CONAKRY (Reuters) - Guinea’s military junta was boosted by the endorsement of neighboring Senegal as it attempted to garner international backing, and, after meeting political parties on Saturday, promised to stamp out the burgeoning drugs trade.
Captain Moussa Dadis Camara’s supporters, who seized power in the world’s top bauxite exporter after the death of President Lansana Conte earlier this week and have since been acclaimed by Guinean military, politicians and the public, had previously asked for international support.
“I had a telephone conversation with Captain Moussa Dadis Camara, who calls me ‘Papa,’” Senegal’s President Abdoulaye Wade said in comments broadcast on Radio France International, and reported prominently in Senegalese newspapers.
“He is a young man who seemed sincere in what he said,” the octogenarian president said.

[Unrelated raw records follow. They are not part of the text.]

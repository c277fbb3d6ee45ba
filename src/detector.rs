use std::collections::HashMap;

use crate::settings::{DetectorSettings, SettingsError, btc_to_sats};
use crate::types::{CoinJoinCandidate, DetectionDetail, Protocol, RawTransaction};

/// Classifies raw transactions as Wasabi or Samourai coinjoin candidates.
/// Pure classification: no I/O, no shared state.
pub struct Detector {
    wasabi_min_equal_outputs: usize,
    wasabi_base_denomination: u64,
    wasabi_precision: u64,
    wasabi_first_block: u32,
    wasabi_coordinator_addresses: Vec<String>,
    samourai_pools: Vec<u64>,
    samourai_pool_size: usize,
    samourai_first_block: u32,
}

impl Detector {
    pub fn new(settings: &DetectorSettings) -> Result<Self, SettingsError> {
        let samourai_pools = settings
            .samourai_pool_denominations_btc
            .iter()
            .map(|&btc| btc_to_sats(btc))
            .collect::<Result<Vec<u64>, _>>()?;

        Ok(Self {
            wasabi_min_equal_outputs: settings.wasabi_min_equal_outputs,
            wasabi_base_denomination: btc_to_sats(settings.wasabi_base_denomination_btc)?,
            wasabi_precision: btc_to_sats(settings.wasabi_precision_btc)?,
            wasabi_first_block: settings.wasabi_first_block,
            wasabi_coordinator_addresses: settings
                .wasabi_coordinator_addresses
                .iter()
                .map(|a| a.to_lowercase())
                .collect(),
            samourai_pools,
            samourai_pool_size: settings.samourai_pool_size,
            samourai_first_block: settings.samourai_first_block,
        })
    }

    /// Returns a candidate when the transaction matches exactly one
    /// protocol signature. The exact Samourai pool match takes priority
    /// over the Wasabi threshold heuristic when both are plausible.
    pub fn detect(&self, tx: &RawTransaction) -> Option<CoinJoinCandidate> {
        if tx.inputs.is_empty() || tx.outputs.is_empty() || tx.is_coinbase() {
            return None;
        }

        if let Some(denomination) = self.matches_samourai(tx) {
            if tx.block_height < self.samourai_first_block {
                return None;
            }
            return Some(self.candidate(
                tx,
                Protocol::Samourai,
                vec![DetectionDetail::Heuristic],
                denomination,
                self.samourai_pool_size,
            ));
        }

        let details = self.wasabi_details(tx);
        if !details.is_empty() {
            if tx.block_height < self.wasabi_first_block {
                return None;
            }
            let (denomination, count) = most_frequent_output(tx);
            return Some(self.candidate(tx, Protocol::Wasabi, details, denomination, count));
        }

        None
    }

    /// Exactly pool-size inputs and outputs, a single distinct output
    /// value, and that value equal to a known Whirlpool denomination.
    /// Whirlpool mixes carry no change by design.
    fn matches_samourai(&self, tx: &RawTransaction) -> Option<u64> {
        if tx.inputs.len() != self.samourai_pool_size
            || tx.outputs.len() != self.samourai_pool_size
        {
            return None;
        }
        let value = tx.outputs[0].value;
        if tx.outputs.iter().any(|o| o.value != value) {
            return None;
        }
        self.samourai_pools.contains(&value).then_some(value)
    }

    fn wasabi_details(&self, tx: &RawTransaction) -> Vec<DetectionDetail> {
        let mut details = Vec::new();
        if self.matches_wasabi_static_coord(tx) {
            details.push(DetectionDetail::CoordAddress);
        }
        if self.matches_wasabi_heuristic(tx) {
            details.push(DetectionDetail::Heuristic);
        }
        details
    }

    /// Static coordinator era: at least three indistinguishable outputs
    /// plus one output paying a known coordinator fee address.
    fn matches_wasabi_static_coord(&self, tx: &RawTransaction) -> bool {
        if tx.outputs.len() < 3 || self.wasabi_coordinator_addresses.is_empty() {
            return false;
        }
        let histogram = output_histogram(tx);
        let has_coordinator = tx.outputs.iter().any(|o| {
            o.address
                .as_ref()
                .is_some_and(|a| self.wasabi_coordinator_addresses.contains(&a.to_lowercase()))
        });
        has_coordinator && histogram.values().any(|&count| count > 2)
    }

    /// Post-static-coordinator heuristic: the most frequent output value
    /// occurs at least the configured minimum number of times, the input
    /// count covers it, and it sits within the allowed precision of the
    /// base denomination. Mixed-shape transactions must additionally show
    /// the coordinator fee (a singleton output) and at least three
    /// distinct values; a transaction whose outputs are all equal is a
    /// full anonymity set and qualifies on the count alone.
    fn matches_wasabi_heuristic(&self, tx: &RawTransaction) -> bool {
        let histogram = output_histogram(tx);
        let (value, count) = most_frequent_output(tx);

        if count < self.wasabi_min_equal_outputs || tx.inputs.len() < count {
            return false;
        }
        if self.wasabi_base_denomination.abs_diff(value) > self.wasabi_precision {
            return false;
        }
        if histogram.len() == 1 {
            return true;
        }
        histogram.values().any(|&c| c == 1) && histogram.len() >= 3
    }

    fn candidate(
        &self,
        tx: &RawTransaction,
        protocol: Protocol,
        details: Vec<DetectionDetail>,
        denomination: u64,
        anonymity_set: usize,
    ) -> CoinJoinCandidate {
        CoinJoinCandidate {
            txid: tx.txid.clone(),
            protocol,
            details,
            block_height: tx.block_height,
            timestamp: tx.timestamp,
            denomination,
            anonymity_set,
            inputs: tx.inputs.clone(),
            outputs: tx.outputs.clone(),
        }
    }
}

fn output_histogram(tx: &RawTransaction) -> HashMap<u64, usize> {
    let mut histogram = HashMap::new();
    for output in &tx.outputs {
        *histogram.entry(output.value).or_insert(0) += 1;
    }
    histogram
}

/// The most frequent output value and its occurrence count. Ties resolve
/// to the higher value so the result is deterministic.
fn most_frequent_output(tx: &RawTransaction) -> (u64, usize) {
    let histogram = output_histogram(tx);
    histogram
        .into_iter()
        .max_by_key(|&(value, count)| (count, value))
        .unwrap_or((0, 0))
}
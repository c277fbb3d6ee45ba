pub mod chains;
pub mod samourai;
pub mod wasabi;

mod engine;

pub use engine::{
    Heuristic, HeuristicContext, HeuristicOutcome, RefinementEngine, RefinementParams, RunState,
};
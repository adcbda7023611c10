use crate::config::Config;
use crate::error::{Endpoint, Error, Result};
use crate::message::{sanitize_history, Message};
use crate::metrics::{parse_metrics, Metric};
use serde::de::DeserializeOwned;
use serde::{Deserialize, Serialize};
use serde_json::Value;

/// Body of `POST /rag_chat`
#[derive(Debug, Clone, Serialize)]
pub struct ChatRequest<'a> {
    pub message: &'a str,
    pub history: &'a [Message],
    #[serde(skip_serializing_if = "Option::is_none")]
    pub ground_truth_source: Option<&'a str>,
}

/// Raw `POST /rag_chat` response. History and metrics stay untyped until
/// they have been filtered.
#[derive(Debug, Deserialize)]
struct ChatResponse {
    answer: String,
    history: Vec<Value>,
    #[serde(default)]
    metrics: Option<Vec<Value>>,
}

/// Body of `POST /evaluate`
#[derive(Debug, Clone, Serialize)]
pub struct EvaluateRequest<'a> {
    pub question: &'a str,
    pub answer: &'a str,
}

#[derive(Debug, Deserialize)]
struct EvaluateResponse {
    evaluation: String,
}

/// A chat reply after validation
#[derive(Debug, Clone, PartialEq)]
pub struct ChatReply {
    pub answer: String,
    /// Server history with invalid entries removed
    pub history: Vec<Message>,
    pub metrics: Option<Vec<Metric>>,
}

impl From<ChatResponse> for ChatReply {
    fn from(response: ChatResponse) -> Self {
        Self {
            answer: response.answer,
            history: sanitize_history(response.history),
            metrics: response.metrics.map(parse_metrics),
        }
    }
}

/// HTTP client for the RAG backend
#[derive(Clone)]
pub struct RagClient {
    client: reqwest::Client,
    chat_url: String,
    evaluate_url: String,
}

impl RagClient {
    pub fn new(config: &Config) -> anyhow::Result<Self> {
        let client = reqwest::Client::builder()
            .timeout(config.request_timeout())
            .build()?;

        Ok(Self {
            client,
            chat_url: config.endpoint_url(Endpoint::Chat.path()),
            evaluate_url: config.endpoint_url(Endpoint::Evaluate.path()),
        })
    }

    /// Send one chat turn
    pub async fn chat(&self, request: &ChatRequest<'_>) -> Result<ChatReply> {
        tracing::debug!(
            url = %self.chat_url,
            history_len = request.history.len(),
            "sending chat request"
        );
        let response: ChatResponse = self.post(Endpoint::Chat, &self.chat_url, request).await?;
        Ok(response.into())
    }

    /// Ask the backend to grade an answer
    pub async fn evaluate(&self, request: &EvaluateRequest<'_>) -> Result<String> {
        tracing::debug!(url = %self.evaluate_url, "sending evaluation request");
        let response: EvaluateResponse = self
            .post(Endpoint::Evaluate, &self.evaluate_url, request)
            .await?;
        Ok(response.evaluation)
    }

    async fn post<B, T>(&self, endpoint: Endpoint, url: &str, body: &B) -> Result<T>
    where
        B: Serialize + ?Sized,
        T: DeserializeOwned,
    {
        let response = self
            .client
            .post(url)
            .header("Content-Type", "application/json")
            .json(body)
            .send()
            .await
            .map_err(|source| Error::Transport { endpoint, source })?;

        let status = response.status();
        if !status.is_success() {
            return Err(Error::Status { endpoint, status });
        }

        let bytes = response
            .bytes()
            .await
            .map_err(|source| Error::Transport { endpoint, source })?;
        serde_json::from_slice(&bytes).map_err(|source| Error::Decode { endpoint, source })
    }
}

#[cfg(test)]
mod tests {
    use mockito::Matcher;
    use pretty_assertions::assert_eq;
    use serde_json::json;

    use super::*;

    fn client_for(server: &mockito::ServerGuard) -> RagClient {
        let mut config = Config::default();
        config.base_url = server.url();
        config.request_timeout_secs = 5;
        RagClient::new(&config).unwrap()
    }

    #[tokio::test]
    async fn test_chat_sends_message_and_history() {
        let mut server = mockito::Server::new_async().await;
        let mock = server
            .mock("POST", "/rag_chat")
            .match_header("content-type", "application/json")
            .match_body(Matcher::Json(json!({
                "message": "hello",
                "history": [{"role": "user", "content": "hello"}]
            })))
            .with_status(200)
            .with_header("content-type", "application/json")
            .with_body(
                json!({
                    "answer": "hi there",
                    "history": [
                        {"role": "user", "content": "hello"},
                        {"role": "assistant", "content": "hi there"}
                    ]
                })
                .to_string(),
            )
            .create_async()
            .await;

        let history = vec![Message::user("hello")];
        let request = ChatRequest { message: "hello", history: &history, ground_truth_source: None };
        let actual = client_for(&server).chat(&request).await.unwrap();

        let expected = ChatReply {
            answer: "hi there".to_string(),
            history: vec![Message::user("hello"), Message::assistant("hi there")],
            metrics: None,
        };
        assert_eq!(actual, expected);
        mock.assert_async().await;
    }

    #[tokio::test]
    async fn test_chat_includes_ground_truth_source_when_set() {
        let mut server = mockito::Server::new_async().await;
        let mock = server
            .mock("POST", "/rag_chat")
            .match_body(Matcher::PartialJson(json!({"ground_truth_source": "all"})))
            .with_status(200)
            .with_body(json!({"answer": "ok", "history": []}).to_string())
            .create_async()
            .await;

        let request = ChatRequest { message: "q", history: &[], ground_truth_source: Some("all") };
        client_for(&server).chat(&request).await.unwrap();

        mock.assert_async().await;
    }

    #[tokio::test]
    async fn test_chat_parses_metrics() {
        let mut server = mockito::Server::new_async().await;
        server
            .mock("POST", "/rag_chat")
            .with_status(200)
            .with_body(
                json!({
                    "answer": "a",
                    "history": [],
                    "metrics": [{"dataset": "A", "bleu": 0.5, "rouge": {"1": 0.3}}, {"bleu": 1}]
                })
                .to_string(),
            )
            .create_async()
            .await;

        let request = ChatRequest { message: "q", history: &[], ground_truth_source: None };
        let actual = client_for(&server).chat(&request).await.unwrap();

        let metrics = actual.metrics.unwrap();
        assert_eq!(metrics.len(), 1);
        assert_eq!(metrics[0].summary(), "A  BLEU 0.5000  ROUGE 1:0.3000");
    }

    #[tokio::test]
    async fn test_non_success_status_is_an_error() {
        let mut server = mockito::Server::new_async().await;
        server.mock("POST", "/rag_chat").with_status(503).create_async().await;

        let request = ChatRequest { message: "q", history: &[], ground_truth_source: None };
        let actual = client_for(&server).chat(&request).await.unwrap_err();

        assert!(matches!(actual, Error::Status { endpoint: Endpoint::Chat, .. }));
        assert_eq!(actual.user_message(), "Error: Could not connect to the chat service.");
    }

    #[tokio::test]
    async fn test_malformed_body_is_a_decode_error() {
        let mut server = mockito::Server::new_async().await;
        server
            .mock("POST", "/evaluate")
            .with_status(200)
            .with_body("{\"verdict\": 1}")
            .create_async()
            .await;

        let request = EvaluateRequest { question: "q", answer: "a" };
        let actual = client_for(&server).evaluate(&request).await.unwrap_err();

        assert!(matches!(actual, Error::Decode { endpoint: Endpoint::Evaluate, .. }));
    }

    #[tokio::test]
    async fn test_evaluate_returns_text() {
        let mut server = mockito::Server::new_async().await;
        let mock = server
            .mock("POST", "/evaluate")
            .match_body(Matcher::Json(json!({"question": "q", "answer": "a"})))
            .with_status(200)
            .with_body(json!({"evaluation": "Faithful and complete."}).to_string())
            .create_async()
            .await;

        let request = EvaluateRequest { question: "q", answer: "a" };
        let actual = client_for(&server).evaluate(&request).await.unwrap();

        assert_eq!(actual, "Faithful and complete.");
        mock.assert_async().await;
    }

    #[tokio::test]
    async fn test_unreachable_server_is_a_transport_error() {
        let mut config = Config::default();
        config.base_url = "http://127.0.0.1:1".to_string();
        let client = RagClient::new(&config).unwrap();

        let request = ChatRequest { message: "q", history: &[], ground_truth_source: None };
        let actual = client.chat(&request).await.unwrap_err();

        assert!(matches!(actual, Error::Transport { endpoint: Endpoint::Chat, .. }));
    }
}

“My feeling is that this group of military men deserves support. We should not throw stones at them,” Wade said.
The presidents of neighboring Liberia, Sierra Leone, Guinea-Bissau and Ivory Coast were present at a formal ceremony in Conakry on Friday, but the international community outside West Africa has condemned the coup.
Camara’s National Council for Democracy and Development (CNDD) met other Guinean political parties on Saturday, and made its first ministerial appointment.
The CNDD has promised to hold elections in 2010, fight corruption and improve living conditions in Guinea, where most people are poor despite mineral deposits that have attracted billions of dollars in investment from foreign mining firms.
Camara said badly structured mining deals would be revised, though he did not name any companies or mining concessions.
“If the contracts are defective, experts will study them and they will be revised,” he said, speaking at the Alpha Yaya Diallo military camp in Conakry.
Rio Tinto Alcan, Alcoa and Russia’s United Company Rusal mine bauxite in the former French colony. A firm owned by Israeli diamond dealer Beny Steinmetz said this month it had won the rights to a large Guinean iron ore project.
Camara promised to crack down on the drugs trade, which U.N. experts earlier this year said may turn the coastal country into a cocaine smuggling hub.
“From now on, if an individual takes part in selling drugs, or is involved in the drugs trade, that individual will be punished,” said Camara, who previously announced he would not stand for president in the promised 2010 elections.
Camara appointed army battalion commander Sekouba Konate as Defense Minister, and told other political parties he was open to talks about the exact timing of elections scheduled for 2009.
He said the CNDD would take control of public finances.
“I have told the finance minister that from today, no money is to be spent without the agreement of the CNDD,” Camara said.
The coup leaders have said they want to draw a line under Conte’s quarter century in office, which concentrated power in the hands of a small political, military and business elite.
Senegal’s Wade suggested elections could be held earlier than the date of 2010 given by the CNDD, which said it wanted to begin the process of voter registration immediately.
Camara, until recently a little-known captain in the supply corps, has been greeted as a hero by crowds in Conakry. Even opposition parties have cautiously welcomed the military coup, but have called for elections to be held in 2009.
Alpha Conde, leader of the Guinean People’s Assembly, a political party which opposed President Conte’s rule, described the CNDD as “patriots” after a meeting with Camara on Saturday.
Camara’s CNDD lifted a curfew on Saturday. The junta postponed until Tuesday a meeting with foreign diplomats which had been scheduled for Saturday.